BERTopic icon indicating copy to clipboard operation
BERTopic copied to clipboard

Throttling of containers

Open marekargalas opened this issue 1 year ago • 1 comments

Hey!

I got more technical/devops question that maybe some of you encountered before. I got k8s cluster with ec2 instances where I run clustering code.

First I have noticed that BERTopic is taking all available CPUs from the container (k8s pod). umap and hdbscan goes well and not squeezing much resources but when I use mmr / diversity then loop of _extract_embeddings and mmr taking too long. Once I disable mmr then _create_topic_vectors is taking forever and squeezing all CPUs. I went through the code and I haven't seen any multiprocessing so any idea what it's taking all resources and if limit could be set?

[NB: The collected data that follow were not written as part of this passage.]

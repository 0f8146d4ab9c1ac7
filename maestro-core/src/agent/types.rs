//! Agent type definitions

use std::collections::BTreeSet;
use std::time::Duration;

use chrono::{DateTime, Utc};
use serde::{Deserialize, Serialize};
use uuid::Uuid;

/// Identifier of an agent (and of the spawner instance wrapping it)
pub type AgentId = String;

/// Identifier of a task
pub type TaskId = String;

/// Generate a new time-ordered identifier (UUID v7)
pub fn new_id() -> String {
    Uuid::now_v7().to_string()
}

/// Whole milliseconds in `duration`, saturating at `u64::MAX`
pub fn duration_ms(duration: Duration) -> u64 {
    u64::try_from(duration.as_millis()).unwrap_or(u64::MAX)
}

/// Broad category a capability belongs to
#[derive(Debug, Clone, Copy, PartialEq, Eq, Hash, Serialize, Deserialize)]
#[serde(rename_all = "snake_case")]
pub enum CapabilityCategory {
    Analysis,
    Generation,
    Review,
    Testing,
    Documentation,
    Coordination,
    Monitoring,
}

/// A named ability an agent declares at construction time
#[derive(Debug, Clone, PartialEq, Eq, Serialize, Deserialize)]
pub struct AgentCapability {
    pub name: String,
    pub description: String,
    pub category: CapabilityCategory,
    /// Tags the capability depends on (e.g. external tools)
    #[serde(default)]
    pub requirements: Vec<String>,
}

impl AgentCapability {
    pub fn new(
        name: impl Into<String>,
        description: impl Into<String>,
        category: CapabilityCategory,
    ) -> Self {
        Self {
            name: name.into(),
            description: description.into(),
            category,
            requirements: Vec::new(),
        }
    }
}

/// Static configuration supplied when an agent is constructed
#[derive(Debug, Clone, PartialEq, Serialize, Deserialize)]
pub struct AgentConfig {
    pub id: AgentId,
    pub name: String,
    #[serde(default)]
    pub capabilities: Vec<AgentCapability>,
    #[serde(default)]
    pub tools: Vec<String>,
    #[serde(default = "default_max_concurrent_tasks")]
    pub max_concurrent_tasks: usize,
    /// Lower values are preferred when several agents qualify
    #[serde(default)]
    pub priority: u32,
    #[serde(default = "default_timeout_ms")]
    pub timeout_ms: u64,
    /// Carried for concrete agents; workers never retry a failed task
    #[serde(default)]
    pub retry_attempts: u32,
    #[serde(default = "default_health_check_interval_ms")]
    pub health_check_interval_ms: u64,
}

fn default_max_concurrent_tasks() -> usize {
    1
}

fn default_timeout_ms() -> u64 {
    300_000
}

fn default_health_check_interval_ms() -> u64 {
    30_000
}

impl AgentConfig {
    /// Create a config with defaults for everything but identity
    pub fn new(id: impl Into<String>, name: impl Into<String>) -> Self {
        Self {
            id: id.into(),
            name: name.into(),
            capabilities: Vec::new(),
            tools: Vec::new(),
            max_concurrent_tasks: default_max_concurrent_tasks(),
            priority: 0,
            timeout_ms: default_timeout_ms(),
            retry_attempts: 0,
            health_check_interval_ms: default_health_check_interval_ms(),
        }
    }

    #[must_use]
    pub fn with_capability(mut self, capability: AgentCapability) -> Self {
        self.capabilities.push(capability);
        self
    }

    #[must_use]
    pub fn with_max_concurrent_tasks(mut self, max: usize) -> Self {
        self.max_concurrent_tasks = max;
        self
    }

    #[must_use]
    pub fn with_priority(mut self, priority: u32) -> Self {
        self.priority = priority;
        self
    }

    #[must_use]
    pub fn with_health_check_interval_ms(mut self, interval_ms: u64) -> Self {
        self.health_check_interval_ms = interval_ms;
        self
    }

    /// Names of all declared capabilities
    pub fn capability_names(&self) -> impl Iterator<Item = &str> {
        self.capabilities.iter().map(|c| c.name.as_str())
    }

    /// True when the agent may take a task requiring `required`
    ///
    /// An empty requirement list is satisfied by every agent.
    pub fn satisfies(&self, required: &[String]) -> bool {
        required.is_empty()
            || required
                .iter()
                .any(|r| self.capability_names().any(|name| name == r))
    }
}

/// Lifecycle state of an agent
#[derive(Debug, Clone, Copy, PartialEq, Eq, Hash, Serialize, Deserialize, Default)]
#[serde(rename_all = "snake_case")]
pub enum AgentState {
    #[default]
    Initializing,
    Idle,
    Busy,
    Error,
    /// Terminal; reached only through shutdown
    Offline,
}

impl AgentState {
    pub fn as_str(&self) -> &'static str {
        match self {
            Self::Initializing => "initializing",
            Self::Idle => "idle",
            Self::Busy => "busy",
            Self::Error => "error",
            Self::Offline => "offline",
        }
    }
}

impl std::fmt::Display for AgentState {
    fn fmt(&self, f: &mut std::fmt::Formatter<'_>) -> std::fmt::Result {
        f.write_str(self.as_str())
    }
}

/// Point-in-time resource consumption reported by an agent
#[derive(Debug, Clone, Copy, Default, PartialEq, Serialize, Deserialize)]
pub struct ResourceUsage {
    pub cpu_percent: f64,
    pub memory_mb: f64,
    pub active_processes: u32,
}

/// Mutable status snapshot of one agent
///
/// Only the owning worker writes it; everyone else receives copies.
#[derive(Debug, Clone, PartialEq, Serialize, Deserialize)]
pub struct AgentStatus {
    pub id: AgentId,
    pub state: AgentState,
    pub current_tasks: BTreeSet<TaskId>,
    pub completed_tasks: u64,
    pub failed_tasks: u64,
    pub uptime_ms: u64,
    pub last_activity: DateTime<Utc>,
    pub resource_usage: ResourceUsage,
    /// 0-100
    pub health_score: f64,
}

impl AgentStatus {
    /// Fresh status for a newly constructed agent
    pub fn new(id: impl Into<String>) -> Self {
        Self {
            id: id.into(),
            state: AgentState::Initializing,
            current_tasks: BTreeSet::new(),
            completed_tasks: 0,
            failed_tasks: 0,
            uptime_ms: 0,
            last_activity: Utc::now(),
            resource_usage: ResourceUsage::default(),
            health_score: 100.0,
        }
    }

    /// failed / (failed + completed), zero when nothing ran yet
    pub fn failure_rate(&self) -> f64 {
        let total = self.completed_tasks + self.failed_tasks;
        if total == 0 {
            0.0
        } else {
            self.failed_tasks as f64 / total as f64
        }
    }
}

#[cfg(test)]
mod tests {
    use super::*;

    #[test]
    fn new_id_is_unique() {
        assert_ne!(new_id(), new_id());
    }

    #[test]
    fn duration_ms_saturates() {
        assert_eq!(duration_ms(Duration::from_millis(1500)), 1500);
        assert_eq!(duration_ms(Duration::from_secs(u64::MAX)), u64::MAX);
    }

    #[test]
    fn agent_state_json_format() {
        assert_eq!(serde_json::to_string(&AgentState::Busy).unwrap(), "\"busy\"");
        assert_eq!(
            serde_json::to_string(&AgentState::Offline).unwrap(),
            "\"offline\""
        );
    }

    #[test]
    fn agent_state_default_is_initializing() {
        assert_eq!(AgentState::default(), AgentState::Initializing);
    }

    #[test]
    fn satisfies_empty_requirements() {
        let config = AgentConfig::new("a1", "agent");
        assert!(config.satisfies(&[]));
    }

    #[test]
    fn satisfies_requires_intersection() {
        let config = AgentConfig::new("a1", "agent").with_capability(AgentCapability::new(
            "code_review",
            "reviews code",
            CapabilityCategory::Review,
        ));

        assert!(config.satisfies(&["code_review".to_string(), "testing".to_string()]));
        assert!(!config.satisfies(&["testing".to_string()]));
    }

    #[test]
    fn failure_rate_handles_no_history() {
        let status = AgentStatus::new("a1");
        assert_eq!(status.failure_rate(), 0.0);
    }

    #[test]
    fn failure_rate_is_ratio_of_failed() {
        let mut status = AgentStatus::new("a1");
        status.completed_tasks = 3;
        status.failed_tasks = 1;
        assert!((status.failure_rate() - 0.25).abs() < f64::EPSILON);
    }

    #[test]
    fn agent_config_deserializes_with_defaults() {
        let config: AgentConfig =
            serde_json::from_str(r#"{"id": "a1", "name": "worker"}"#).unwrap();
        assert_eq!(config.max_concurrent_tasks, 1);
        assert_eq!(config.timeout_ms, 300_000);
        assert!(config.capabilities.is_empty());
    }
}
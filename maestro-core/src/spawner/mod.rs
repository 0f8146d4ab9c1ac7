//! Agent spawner
//!
//! Creates, destroys and restarts [`Worker`]s by type under a global
//! instance cap. Each worker's events are relayed into the
//! [`StateManager`], the [`MessageBus`] and the spawner's own event
//! channel. Two background loops drain the deferred-spawn queue and sweep
//! instance health.

mod instance;

use std::collections::{HashMap, VecDeque};
use std::sync::atomic::{AtomicBool, Ordering};
use std::sync::{Arc, Mutex, MutexGuard, PoisonError, Weak};
use std::time::Duration;

use chrono::Utc;
use serde_json::json;
use tokio::sync::broadcast::error::RecvError;
use tokio::sync::{RwLock, broadcast};
use tokio::task::JoinHandle;
use tokio_util::sync::CancellationToken;
use tracing::{debug, error, info, instrument, warn};

use crate::agent::{
    AgentConfig, AgentEvent, AgentFactory, AgentId, CapabilityCategory, Task, TaskResult, Worker,
    new_id,
};
use crate::bus::{Message, MessageBus, MessageType};
use crate::config::SpawnerConfig;
use crate::error::{SpawnerError, StateError};
use crate::state::StateManager;

use instance::AgentInstance;
pub use instance::{
    InstanceHealth, InstanceInfo, LOW_AGENT_HEALTH, SpawnConfig, SpawnerEvent, SpawnerStats,
    sweep_score,
};

const EVENT_CHANNEL_CAPACITY: usize = 256;

type InstanceMap = RwLock<HashMap<AgentId, AgentInstance>>;

fn lock<T>(mutex: &Mutex<T>) -> MutexGuard<'_, T> {
    mutex.lock().unwrap_or_else(PoisonError::into_inner)
}

pub struct AgentSpawner {
    config: SpawnerConfig,
    factory: Arc<dyn AgentFactory>,
    state: Arc<StateManager>,
    bus: Arc<MessageBus>,
    instances: Arc<InstanceMap>,
    /// Deferred spawns, oldest first
    queue: Mutex<VecDeque<SpawnConfig>>,
    events: broadcast::Sender<SpawnerEvent>,
    started: AtomicBool,
    shutdown: CancellationToken,
    handles: Mutex<Vec<JoinHandle<()>>>,
}
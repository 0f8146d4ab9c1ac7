//! Inter-agent message bus
//!
//! - [`Message`] envelope and validation
//! - [`Route`]s with structural [`RouteCondition`]s, mapped to named handlers
//! - [`MessageBus`] with queueing, request/response and capped history

mod message;
mod message_bus;
mod routing;

pub use message::{BROADCAST, Message, MessageId, MessagePriority, MessageType};
pub use message_bus::{BusStats, HistoryFilter, MessageBus};
pub use routing::{
    COORDINATOR_AGENT, HandlerError, MessageHandler, Route, RouteCondition, RoutePattern,
    default_routes, handler,
};
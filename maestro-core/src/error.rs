//! Error types for maestro-core

use thiserror::Error;

/// Top-level error type for maestro-core
#[derive(Error, Debug)]
pub enum MaestroError {
    #[error("Agent error: {0}")]
    Agent(#[from] AgentError),

    #[error("Spawner error: {0}")]
    Spawner(#[from] SpawnerError),

    #[error("Message bus error: {0}")]
    Bus(#[from] BusError),

    #[error("State error: {0}")]
    State(#[from] StateError),

    #[error("Aggregation error: {0}")]
    Aggregation(#[from] AggregationError),
}

/// Result alias used across the crate
pub type MaestroResult<T> = Result<T, MaestroError>;

/// Errors raised by a worker or a concrete agent
#[derive(Error, Debug, Clone, PartialEq)]
pub enum AgentError {
    #[error("Agent {agent_id} is at capacity ({max} concurrent tasks)")]
    AtCapacity { agent_id: String, max: usize },

    #[error("Agent {agent_id} lacks required capabilities: {required:?}")]
    CapabilityMismatch {
        agent_id: String,
        required: Vec<String>,
    },

    #[error("Agent {0} is offline")]
    Offline(String),

    #[error("Task {0} is already active on this agent")]
    DuplicateTask(String),

    #[error("Initialization failed: {0}")]
    InitializationFailed(String),

    #[error("Task execution failed: {0}")]
    ExecutionFailed(String),

    #[error("Task {0} aborted by agent shutdown")]
    Aborted(String),

    #[error("Message handling failed: {0}")]
    MessageFailed(String),
}

/// Errors from the agent spawner
#[derive(Error, Debug)]
pub enum SpawnerError {
    #[error("Instance limit reached ({max} instances)")]
    CapacityReached { max: usize },

    #[error("Instance already exists: {0}")]
    DuplicateInstance(String),

    #[error("Unknown agent type: {0}")]
    UnknownAgentType(String),

    #[error("Instance not found: {0}")]
    NotFound(String),

    #[error("No eligible instance for task {0}")]
    NoEligibleInstance(String),

    #[error("Agent error: {0}")]
    Agent(#[from] AgentError),

    #[error("State error: {0}")]
    State(#[from] StateError),
}

/// Errors from the message bus
#[derive(Error, Debug)]
pub enum BusError {
    #[error("Invalid message: {0}")]
    InvalidMessage(String),

    #[error("Message queue is full ({capacity} messages)")]
    QueueFull { capacity: usize },

    #[error("No response to message {message_id} within {timeout_ms}ms")]
    Timeout { message_id: String, timeout_ms: u64 },

    #[error("A request with id {0} is already awaiting a response")]
    DuplicateRequest(String),

    #[error("Response channel closed for message {0}")]
    ResponseChannelClosed(String),

    #[error("Route not found: {0}")]
    RouteNotFound(String),
}

/// Errors from the state manager and its snapshot stores
#[derive(Error, Debug)]
pub enum StateError {
    #[error("Agent not registered: {0}")]
    AgentNotFound(String),

    #[error("Task not found: {0}")]
    TaskNotFound(String),

    #[error("Invalid task: {0}")]
    InvalidTask(String),

    #[error("Coordination plan not found: {0}")]
    PlanNotFound(String),

    #[error("Snapshot serialization failed: {0}")]
    Serialization(#[from] serde_json::Error),

    #[error("Snapshot I/O failed: {0}")]
    Io(#[from] std::io::Error),
}

/// Errors from the output aggregator
#[derive(Error, Debug, Clone, PartialEq)]
pub enum AggregationError {
    #[error("No results to aggregate for task {0}")]
    NoResults(String),

    #[error("No strategy for task type: {task_type}")]
    NoStrategy { task_type: String },

    #[error("Strategy not found: {0}")]
    StrategyNotFound(String),
}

Second challenge is when I run such a job in parallel. There are multiple containers on same ec2 with restricted cpu_limits and suddenly the jobs are taking 10x longer compared to single run. My guess is that every k8s pod/container is throttling due to maxing all CPU resources thus it got effect on ec2 and all the jobs slowing down dramatically. Any idea if such a thing could happen?

I feel those two challenges are interconnected. When job is running alone in ec2 then it's taking just a few minutes (cpu_limits applied) but when there are multiple containers with same cpu_limits suddenly it takes 10x longer. Number of documents is mid 1000's and memory is not an issue. Any idea how to debug this behaviour or how to find bottleneck?

marekargalas avatar Sep 05 '22 09:09 marekargalas

Thank you for the extensive description.

First I have noticed that BERTopic is taking all available CPUs from the container (k8s pod). umap and hdbscan goes well and not squeezing much resources but when I use mmr / diversity then loop of _extract_embeddings and mmr taking too long. Once I disable mmr then _create_topic_vectors is taking forever and squeezing all CPUs. I went through the code and I haven't seen any multiprocessing so any idea what it's taking all resources and if limit could be set?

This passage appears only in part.